** Records follows **

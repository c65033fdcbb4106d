//! Raw fixture record types.
//!
//! These mirror the external snake_case JSON verbatim. Fields whose type
//! varies between files (numbers vs numeric strings) are kept as
//! [`serde_json::Value`] and coerced by the loader helpers at ingestion
//! time.

use serde::Deserialize;
use serde_json::Value;

/// One entry of `teams/teams.json`.
#[derive(Debug, Clone, Deserialize)]
pub struct RawTeam {
    pub tid: i64,
    pub title: String,
    #[serde(default)]
    pub abbr: Option<String>,
    #[serde(default)]
    pub logo_url: Option<String>,
    #[serde(default)]
    pub thumb_url: Option<String>,
    #[serde(default)]
    pub country: Option<String>,
    #[serde(default)]
    pub sex: Option<String>,
}

/// One entry of `squads/squads.json`: a team's roster.
#[derive(Debug, Clone, Deserialize)]
pub struct RawSquad {
    pub team_id: i64,
    #[serde(default)]
    pub players: Vec<RawSquadPlayer>,
}

/// A player as listed inside a squad record.
#[derive(Debug, Clone, Deserialize)]
pub struct RawSquadPlayer {
    pub pid: i64,
    pub title: String,
    #[serde(default)]
    pub short_name: Option<String>,
    #[serde(default)]
    pub first_name: Option<String>,
    #[serde(default)]
    pub last_name: Option<String>,
    #[serde(default)]
    pub middle_name: Option<String>,
    #[serde(default)]
    pub birthdate: Option<String>,
    #[serde(default)]
    pub birthplace: Option<String>,
    #[serde(default)]
    pub country: Option<String>,
    #[serde(default)]
    pub playing_role: Option<String>,
    #[serde(default)]
    pub batting_style: Option<String>,
    #[serde(default)]
    pub bowling_style: Option<String>,
    #[serde(default)]
    pub fielding_position: Option<String>,
    #[serde(default)]
    pub nationality: Option<String>,
    #[serde(default)]
    pub fantasy_player_rating: Option<Value>,
    #[serde(default)]
    pub role_str: Option<String>,
}

/// Reference to a team by its external id, as nested in match records.
#[derive(Debug, Clone, Deserialize)]
pub struct RawTeamRef {
    pub team_id: i64,
}

/// Venue block nested in a match record.
#[derive(Debug, Clone, Deserialize)]
pub struct RawVenueRef {
    #[serde(default)]
    pub venue_id: Option<Value>,
    #[serde(default)]
    pub name: Option<String>,
    #[serde(default)]
    pub location: Option<String>,
    #[serde(default)]
    pub country: Option<String>,
    #[serde(default)]
    pub timezone: Option<String>,
}

/// Toss block nested in a match record. `decision` is a numeric code:
/// 1 = bat, 2 = bowl.
#[derive(Debug, Clone, Deserialize)]
pub struct RawToss {
    #[serde(default)]
    pub text: Option<String>,
    #[serde(default)]
    pub winner: Option<Value>,
    #[serde(default)]
    pub decision: Option<Value>,
}

/// Man-of-the-match block nested in a match record.
#[derive(Debug, Clone, Deserialize)]
pub struct RawPlayerRef {
    #[serde(default)]
    pub pid: Option<Value>,
}

/// One entry of `matches/matches.json`.
#[derive(Debug, Clone, Deserialize)]
pub struct RawMatch {
    pub match_id: i64,
    pub title: String,
    #[serde(default)]
    pub short_title: Option<String>,
    #[serde(default)]
    pub subtitle: Option<String>,
    #[serde(default)]
    pub match_number: Option<Value>,
    #[serde(default)]
    pub format_str: Option<String>,
    #[serde(default)]
    pub status_str: Option<String>,
    #[serde(default)]
    pub status_note: Option<String>,
    #[serde(default)]
    pub date_start: Option<String>,
    #[serde(default)]
    pub date_end: Option<String>,
    #[serde(default)]
    pub result: Option<Value>,
    #[serde(default)]
    pub win_margin: Option<Value>,
    #[serde(default)]
    pub umpires: Option<String>,
    #[serde(default)]
    pub referee: Option<String>,
    #[serde(default)]
    pub teama: Option<RawTeamRef>,
    #[serde(default)]
    pub teamb: Option<RawTeamRef>,
    #[serde(default)]
    pub venue: Option<RawVenueRef>,
    #[serde(default)]
    pub winning_team_id: Option<Value>,
    #[serde(default)]
    pub toss: Option<RawToss>,
    #[serde(default)]
    pub man_of_the_match: Option<RawPlayerRef>,
}

/// A per-match scorecard file (`scorecards/*.json`).
#[derive(Debug, Clone, Deserialize)]
pub struct RawScorecard {
    pub match_id: i64,
    #[serde(default)]
    pub innings: Vec<RawInnings>,
}

/// Run-rate / overs equations nested in an innings record.
#[derive(Debug, Clone, Deserialize)]
pub struct RawEquations {
    #[serde(default)]
    pub overs: Option<Value>,
    #[serde(default)]
    pub runrate: Option<Value>,
}

/// Extras breakdown nested in an innings record.
#[derive(Debug, Clone, Deserialize, Default)]
pub struct RawExtras {
    #[serde(default)]
    pub byes: Option<Value>,
    #[serde(default)]
    pub legbyes: Option<Value>,
    #[serde(default)]
    pub wides: Option<Value>,
    #[serde(default)]
    pub noballs: Option<Value>,
    #[serde(default)]
    pub total: Option<Value>,
}

/// One innings inside a scorecard file. `scores` carries the combined
/// `"runs/wickets"` notation.
#[derive(Debug, Clone, Deserialize)]
pub struct RawInnings {
    pub iid: i64,
    pub number: i64,
    #[serde(default)]
    pub name: Option<String>,
    #[serde(default)]
    pub short_name: Option<String>,
    #[serde(default)]
    pub status: Option<Value>,
    #[serde(default)]
    pub scores: Option<String>,
    #[serde(default)]
    pub equations: Option<RawEquations>,
    #[serde(default)]
    pub overs: Option<Value>,
    #[serde(default)]
    pub target: Option<Value>,
    #[serde(default)]
    pub extra_runs: Option<RawExtras>,
    #[serde(default)]
    pub batting_team_id: Option<Value>,
    #[serde(default)]
    pub fielding_team_id: Option<Value>,
    #[serde(default)]
    pub batsmen: Vec<RawBatsman>,
    #[serde(default)]
    pub bowlers: Vec<RawBowler>,
}

/// A batsman's line inside an innings record.
#[derive(Debug, Clone, Deserialize)]
pub struct RawBatsman {
    #[serde(default)]
    pub batsman_id: Option<Value>,
    #[serde(default)]
    pub runs: Option<Value>,
    #[serde(default)]
    pub balls_faced: Option<Value>,
    #[serde(default)]
    pub fours: Option<Value>,
    #[serde(default)]
    pub sixes: Option<Value>,
    #[serde(default)]
    pub strike_rate: Option<Value>,
    #[serde(default)]
    pub how_out: Option<String>,
    #[serde(default)]
    pub dismissal: Option<String>,
    #[serde(default)]
    pub bowler_id: Option<Value>,
}

/// A bowler's line inside an innings record. `run0` is the source's name
/// for dot balls.
#[derive(Debug, Clone, Deserialize)]
pub struct RawBowler {
    #[serde(default)]
    pub bowler_id: Option<Value>,
    #[serde(default)]
    pub overs: Option<Value>,
    #[serde(default)]
    pub maidens: Option<Value>,
    #[serde(default)]
    pub runs_conceded: Option<Value>,
    #[serde(default)]
    pub wickets: Option<Value>,
    #[serde(default)]
    pub econ: Option<Value>,
    #[serde(default)]
    pub noballs: Option<Value>,
    #[serde(default)]
    pub wides: Option<Value>,
    #[serde(default)]
    pub run0: Option<Value>,
}

/// Top-level shape of `standings/standings.json`.
#[derive(Debug, Clone, Deserialize)]
pub struct RawStandingsFile {
    #[serde(default)]
    pub standings: Vec<RawRoundStandings>,
}

/// Round label block.
#[derive(Debug, Clone, Deserialize)]
pub struct RawRoundName {
    #[serde(default)]
    pub name: Option<String>,
}

/// Standings for one tournament round.
#[derive(Debug, Clone, Deserialize)]
pub struct RawRoundStandings {
    #[serde(default)]
    pub round: Option<RawRoundName>,
    #[serde(default)]
    pub standings: Vec<RawStanding>,
}

/// One team's row inside a round's standings.
#[derive(Debug, Clone, Deserialize)]
pub struct RawStanding {
    #[serde(default)]
    pub team_id: Option<Value>,
    #[serde(default)]
    pub played: Option<Value>,
    #[serde(default)]
    pub win: Option<Value>,
    #[serde(default)]
    pub loss: Option<Value>,
    #[serde(default)]
    pub tied: Option<Value>,
    #[serde(default)]
    pub nr: Option<Value>,
    #[serde(default)]
    pub points: Option<Value>,
    #[serde(default)]
    pub netrr: Option<Value>,
    #[serde(default)]
    pub position: Option<Value>,
}
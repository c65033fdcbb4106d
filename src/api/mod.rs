//! REST API endpoints.
//!
//! Axum-based HTTP API over the read-only store: resource routes for teams,
//! players, matches, and venues, plus derived statistics under `/stats`.
//! List endpoints wrap results in a `{data, pagination}` envelope; errors
//! are `{error, message}` with the matching status code.

pub mod routes;
pub mod state;

use axum::{
    http::StatusCode,
    response::{IntoResponse, Response},
    routing::get,
    Json, Router,
};
use serde::Serialize;
use thiserror::Error;
use tower_http::{cors::CorsLayer, trace::TraceLayer};

use state::AppState;

/// API error types.
#[derive(Debug, Error)]
pub enum ApiError {
    #[error("{0}")]
    NotFound(String),

    #[error("{0}")]
    Internal(String),
}

/// Error response body.
#[derive(Debug, Serialize)]
pub struct ErrorResponse {
    pub error: String,
    pub message: String,
}

impl IntoResponse for ApiError {
    fn into_response(self) -> Response {
        let (status, error) = match &self {
            ApiError::NotFound(_) => (StatusCode::NOT_FOUND, "Not Found"),
            ApiError::Internal(_) => (StatusCode::INTERNAL_SERVER_ERROR, "Internal Server Error"),
        };

        let body = ErrorResponse {
            error: error.to_string(),
            message: self.to_string(),
        };

        (status, Json(body)).into_response()
    }
}

/// Log a failure server-side and surface only a generic message.
pub(crate) fn mask_internal<E: std::fmt::Display>(what: &'static str) -> impl Fn(E) -> ApiError {
    move |err| {
        tracing::error!("failed to {what}: {err}");
        ApiError::Internal(format!("Failed to {what}"))
    }
}

/// Pagination parameters.
#[derive(Debug, Clone)]
pub struct Pagination {
    pub page: u32,
    pub limit: u32,
}

impl Pagination {
    pub fn new(page: Option<u32>, limit: Option<u32>, default_limit: u32) -> Self {
        Self {
            page: page.unwrap_or(1).max(1),
            limit: limit.unwrap_or(default_limit).clamp(1, 100),
        }
    }

    pub fn offset(&self) -> u32 {
        (self.page - 1) * self.limit
    }
}

/// Pagination metadata in list responses.
#[derive(Debug, Serialize)]
pub struct PaginationMeta {
    pub page: u32,
    pub limit: u32,
    pub total: u32,
    #[serde(rename = "totalPages")]
    pub total_pages: u32,
}

impl PaginationMeta {
    pub fn new(pagination: &Pagination, total: u32) -> Self {
        Self {
            page: pagination.page,
            limit: pagination.limit,
            total,
            total_pages: total.div_ceil(pagination.limit),
        }
    }
}

/// The `{data, pagination}` envelope for list endpoints.
#[derive(Debug, Serialize)]
pub struct Paginated<T: Serialize> {
    pub data: Vec<T>,
    pub pagination: PaginationMeta,
}

/// Build the full API router.
pub fn build_router(state: AppState) -> Router {
    Router::new()
        .route("/api/health", get(routes::health))
        .route("/api/teams", get(routes::teams::list_teams))
        .route("/api/teams/:id", get(routes::teams::team_detail))
        .route("/api/teams/:id/matches", get(routes::teams::team_matches))
        .route("/api/teams/:id/players", get(routes::teams::team_players))
        .route("/api/players", get(routes::players::list_players))
        .route("/api/players/:id", get(routes::players::player_detail))
        .route("/api/players/:id/batting", get(routes::players::batting_log))
        .route("/api/players/:id/bowling", get(routes::players::bowling_log))
        .route("/api/matches", get(routes::matches::list_matches))
        .route("/api/matches/:id", get(routes::matches::match_detail))
        .route("/api/matches/:id/scorecard", get(routes::matches::scorecard))
        .route("/api/venues", get(routes::matches::list_venues))
        .route("/api/stats/standings", get(routes::stats::standings))
        .route("/api/stats/top-batsmen", get(routes::stats::top_batsmen))
        .route("/api/stats/top-bowlers", get(routes::stats::top_bowlers))
        .route("/api/stats/summary", get(routes::stats::summary))
        .route(
            "/api/stats/team-performance",
            get(routes::stats::team_performance),
        )
        .layer(TraceLayer::new_for_http())
        .layer(CorsLayer::permissive())
        .with_state(state)
}

#[cfg(test)]
mod tests {
    use super::*;

    #[test]
    fn test_pagination_defaults() {
        let p = Pagination::new(None, None, 10);
        assert_eq!(p.page, 1);
        assert_eq!(p.limit, 10);
        assert_eq!(p.offset(), 0);
    }

    #[test]
    fn test_pagination_offset() {
        let p = Pagination::new(Some(3), Some(25), 10);
        assert_eq!(p.page, 3);
        assert_eq!(p.limit, 25);
        assert_eq!(p.offset(), 50);
    }

    #[test]
    fn test_pagination_bounds() {
        // Page can't be 0
        let p = Pagination::new(Some(0), Some(50), 10);
        assert_eq!(p.page, 1);

        // Limit max is 100
        let p = Pagination::new(Some(1), Some(500), 10);
        assert_eq!(p.limit, 100);

        // Limit can't be 0
        let p = Pagination::new(Some(1), Some(0), 10);
        assert_eq!(p.limit, 1);
    }

    #[test]
    fn test_pagination_meta_total_pages() {
        let p = Pagination::new(Some(2), Some(10), 10);
        let meta = PaginationMeta::new(&p, 25);

        assert_eq!(meta.page, 2);
        assert_eq!(meta.total, 25);
        assert_eq!(meta.total_pages, 3);
    }

    #[test]
    fn test_pagination_meta_empty() {
        let p = Pagination::new(None, None, 10);
        let meta = PaginationMeta::new(&p, 0);
        assert_eq!(meta.total_pages, 0);
    }

    #[test]
    fn test_error_body_shape() {
        let err = ApiError::NotFound("Team not found".to_string());
        let response = err.into_response();
        assert_eq!(response.status(), StatusCode::NOT_FOUND);
    }
}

** End of Records **

What is being asked →
Collect every line from the records above that contains the word "RawBatsman".

Task result →
    pub batsmen: Vec<RawBatsman>,
pub struct RawBatsman {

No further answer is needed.